After said date, the Application-Declaration, as filed or amended, may be
granted and/or permitted to become effective.

                            *************************
I.       SUMMARY

         Mobile Energy Services Company, L.L.C. ("Mobile Energy"), Mobile Energy
Service Holdings, Inc. ("Holdings"), both of 900 Ashwood Parkway, Suite 500,
Atlanta, Georgia 30338 (collectively "Debtors"), and the Southern Company
("Southern"), 270 Peachtree Street, N.W., Atlanta, Georgia 30303, a holding
company registered pursuant to the Public Utility Holding Company Act of 1935,
as amended (the "Act") (the three of which are the "Applicants") filed an
Application-Declaration (the "Filing") on October 13, 2000. The Filing relies
upon sections 6, 7, 11 and 12 of the Act and inter alia Rules 23 and 64.

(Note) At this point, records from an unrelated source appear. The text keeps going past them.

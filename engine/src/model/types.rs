//! Value types, runtime values and three-valued boolean logic.
//!
//! The type set is closed: every expression and every dataset column carries
//! exactly one [`ValueType`]. Types are compared by equality, never by any
//! notion of assignability; the only implicit conversion in the engine is the
//! widening of `Int64` to `Float64` in mixed arithmetic and comparisons.

use serde::{Deserialize, Serialize};
use std::cmp::Ordering;
use std::fmt;

use super::numeric::compare_mixed;

// =============================================================================
// Value types
// =============================================================================

/// Static type of an expression or a column.
#[derive(Debug, Clone, PartialEq, Eq, Hash, Serialize, Deserialize)]
#[serde(rename_all = "snake_case")]
pub enum ValueType {
    /// 64-bit signed integer (printed `Long`).
    #[serde(alias = "integer", alias = "long")]
    Int64,
    /// 64-bit float (printed `Double`).
    #[serde(alias = "number", alias = "double")]
    Float64,
    String,
    Boolean,
    /// Homogeneous list, only produced by list literals.
    List(Box<ValueType>),
    Dataset,
    /// Type of the bare `null` literal before any cast.
    Null,
}

impl ValueType {
    /// `Int64` or `Float64`.
    pub fn is_numeric(&self) -> bool {
        matches!(self, ValueType::Int64 | ValueType::Float64)
    }

    pub fn is_null(&self) -> bool {
        matches!(self, ValueType::Null)
    }

    /// Scalar types may be stored in dataset columns.
    pub fn is_scalar(&self) -> bool {
        !matches!(self, ValueType::List(_) | ValueType::Dataset)
    }

    /// Whether a value of type `other` may be compared with a value of this type.
    pub fn is_comparable_with(&self, other: &ValueType) -> bool {
        if !self.is_scalar() || !other.is_scalar() {
            return false;
        }
        self == other || (self.is_numeric() && other.is_numeric())
    }
}

impl fmt::Display for ValueType {
    fn fmt(&self, f: &mut fmt::Formatter<'_>) -> fmt::Result {
        match self {
            ValueType::Int64 => write!(f, "Long"),
            ValueType::Float64 => write!(f, "Double"),
            ValueType::String => write!(f, "String"),
            ValueType::Boolean => write!(f, "Boolean"),
            ValueType::List(inner) => write!(f, "List<{}>", inner),
            ValueType::Dataset => write!(f, "Dataset"),
            ValueType::Null => write!(f, "Null"),
        }
    }
}

// =============================================================================
// Values
// =============================================================================

/// A runtime scalar value. `Null` is permitted wherever a value is.
#[derive(Debug, Clone, PartialEq, Serialize, Deserialize, Default)]
#[serde(untagged)]
pub enum Value {
    #[default]
    Null,
    Boolean(bool),
    Int64(i64),
    Float64(f64),
    String(String),
    List(Vec<Value>),
}

impl Value {
    pub fn is_null(&self) -> bool {
        matches!(self, Value::Null)
    }

    /// Runtime type of the value; `Null` for null.
    pub fn value_type(&self) -> ValueType {
        match self {
            Value::Null => ValueType::Null,
            Value::Boolean(_) => ValueType::Boolean,
            Value::Int64(_) => ValueType::Int64,
            Value::Float64(_) => ValueType::Float64,
            Value::String(_) => ValueType::String,
            Value::List(items) => ValueType::List(Box::new(
                items.first().map(Value::value_type).unwrap_or(ValueType::Null),
            )),
        }
    }

    pub fn as_bool(&self) -> Option<bool> {
        match self {
            Value::Boolean(b) => Some(*b),
            _ => None,
        }
    }

    pub fn as_i64(&self) -> Option<i64> {
        match self {
            Value::Int64(i) => Some(*i),
            _ => None,
        }
    }

    /// Numeric value widened to `f64`.
    pub fn as_f64(&self) -> Option<f64> {
        match self {
            Value::Int64(i) => Some(*i as f64),
            Value::Float64(f) => Some(*f),
            _ => None,
        }
    }

    pub fn as_str(&self) -> Option<&str> {
        match self {
            Value::String(s) => Some(s),
            _ => None,
        }
    }

    /// Value used for hashing in group-by, join and de-duplication keys.
    pub fn key(&self) -> ValueKey {
        match self {
            Value::Null => ValueKey::Null,
            Value::Boolean(b) => ValueKey::Boolean(*b),
            Value::Int64(i) => ValueKey::Int64(*i),
            // Normalize -0.0 so that it groups with 0.0.
            Value::Float64(f) => ValueKey::Float64(if *f == 0.0 { 0 } else { f.to_bits() }),
            Value::String(s) => ValueKey::String(s.clone()),
            Value::List(items) => ValueKey::List(items.iter().map(Value::key).collect()),
        }
    }

    /// Ordering of two non-null values of comparable types.
    ///
    /// `Int64`/`Float64` mixes are compared exactly, without going through a
    /// lossy float conversion. Returns `None` for incomparable values and NaN.
    pub fn compare(&self, other: &Value) -> Option<Ordering> {
        match (self, other) {
            (Value::Int64(a), Value::Int64(b)) => Some(a.cmp(b)),
            (Value::Float64(a), Value::Float64(b)) => a.partial_cmp(b),
            (Value::Int64(a), Value::Float64(b)) => compare_mixed(*a, *b),
            (Value::Float64(a), Value::Int64(b)) => compare_mixed(*b, *a).map(Ordering::reverse),
            (Value::String(a), Value::String(b)) => Some(a.cmp(b)),
            (Value::Boolean(a), Value::Boolean(b)) => Some(a.cmp(b)),
            _ => None,
        }
    }

    /// Total order used for sorting: nulls first, then by [`Value::compare`].
    pub fn sort_cmp(&self, other: &Value) -> Ordering {
        match (self.is_null(), other.is_null()) {
            (true, true) => Ordering::Equal,
            (true, false) => Ordering::Less,
            (false, true) => Ordering::Greater,
            (false, false) => self.compare(other).unwrap_or(Ordering::Equal),
        }
    }

    /// Convert a JSON value into a value of the given column type.
    pub fn from_json(json: &serde_json::Value, value_type: &ValueType) -> Result<Value, String> {
        use serde_json::Value as Json;
        match (json, value_type) {
            (Json::Null, _) => Ok(Value::Null),
            (Json::Bool(b), ValueType::Boolean) => Ok(Value::Boolean(*b)),
            (Json::Number(n), ValueType::Int64) => n
                .as_i64()
                .map(Value::Int64)
                .ok_or_else(|| format!("{} is not a Long", n)),
            (Json::Number(n), ValueType::Float64) => n
                .as_f64()
                .map(Value::Float64)
                .ok_or_else(|| format!("{} is not a Double", n)),
            (Json::String(s), ValueType::String) => Ok(Value::String(s.clone())),
            (other, expected) => Err(format!("{} is not a {}", other, expected)),
        }
    }

    /// Check the value against a column type, widening `Int64` into `Float64`.
    pub fn conform(self, value_type: &ValueType) -> Result<Value, ValueType> {
        match (self, value_type) {
            (Value::Null, _) => Ok(Value::Null),
            (Value::Int64(i), ValueType::Float64) => Ok(Value::Float64(i as f64)),
            (value, expected) => {
                let found = value.value_type();
                if &found == expected || expected.is_null() {
                    Ok(value)
                } else {
                    Err(found)
                }
            }
        }
    }
}

impl fmt::Display for Value {
    fn fmt(&self, f: &mut fmt::Formatter<'_>) -> fmt::Result {
        match self {
            Value::Null => write!(f, "null"),
            Value::Boolean(b) => write!(f, "{}", b),
            Value::Int64(i) => write!(f, "{}", i),
            Value::Float64(x) => write!(f, "{:?}", x),
            Value::String(s) => write!(f, "\"{}\"", s),
            Value::List(items) => {
                write!(f, "{{")?;
                for (i, item) in items.iter().enumerate() {
                    if i > 0 {
                        write!(f, ", ")?;
                    }
                    write!(f, "{}", item)?;
                }
                write!(f, "}}")
            }
        }
    }
}

impl From<i64> for Value {
    fn from(v: i64) -> Self {
        Value::Int64(v)
    }
}

impl From<f64> for Value {
    fn from(v: f64) -> Self {
        Value::Float64(v)
    }
}

impl From<bool> for Value {
    fn from(v: bool) -> Self {
        Value::Boolean(v)
    }
}

impl From<&str> for Value {
    fn from(v: &str) -> Self {
        Value::String(v.to_string())
    }
}

impl From<String> for Value {
    fn from(v: String) -> Self {
        Value::String(v)
    }
}

impl<T: Into<Value>> From<Option<T>> for Value {
    fn from(v: Option<T>) -> Self {
        v.map(Into::into).unwrap_or(Value::Null)
    }
}

/// Hashable projection of a [`Value`].
#[derive(Debug, Clone, PartialEq, Eq, Hash)]
pub enum ValueKey {
    Null,
    Boolean(bool),
    Int64(i64),
    Float64(u64),
    String(String),
    List(Vec<ValueKey>),
}

// =============================================================================
// Three-valued logic
// =============================================================================

/// Kleene conjunction: `false` dominates, otherwise unknown is contagious.
pub fn kleene_and(left: Option<bool>, right: Option<bool>) -> Option<bool> {
    match (left, right) {
        (Some(false), _) | (_, Some(false)) => Some(false),
        (Some(true), Some(true)) => Some(true),
        _ => None,
    }
}

/// Kleene disjunction: `true` dominates, otherwise unknown is contagious.
pub fn kleene_or(left: Option<bool>, right: Option<bool>) -> Option<bool> {
    match (left, right) {
        (Some(true), _) | (_, Some(true)) => Some(true),
        (Some(false), Some(false)) => Some(false),
        _ => None,
    }
}

pub fn kleene_xor(left: Option<bool>, right: Option<bool>) -> Option<bool> {
    Some(left? ^ right?)
}

pub fn kleene_not(value: Option<bool>) -> Option<bool> {
    value.map(|b| !b)
}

         The Filing includes an amended plan of reorganization and disclosure
statement for Debtors and Exhibits thereto (the "Plan"), which were filed on
September 15, 2000 with the United States Bankruptcy Court for the Southern
District of Alabama (the "Bankruptcy Court") pursuant to the provisions of
Chapter 11 of the United States Bankruptcy Code (the "Bankruptcy Code"). The
Applicants request the Commission to issue such authorization necessary to (i)
approve the Plan and certain related transactions thereunder, (ii) consummate
transactions contemplated in the Plan and described in the Filing, and (iii) as
necessary, provide a report on the Plan pursuant to Section 11(g) for use in the
proceedings before the Bankruptcy Court.

         In 1998, Mobile Energy's largest customer (i.e., Kimberly-Clark Tissue
Company ("KCTC")) announced that it would cease operations at its pulp mill. The
cessation of KCTC's pulp mill operations meant that Mobile Energy would
experience significantly decreased sales revenues; the loss of the source of an
important, relatively expensive and previously plentiful fuel; and increased per
unit costs of generating power. The cessation of the KCTC purchases also would
idle facilities representing significant capital investments.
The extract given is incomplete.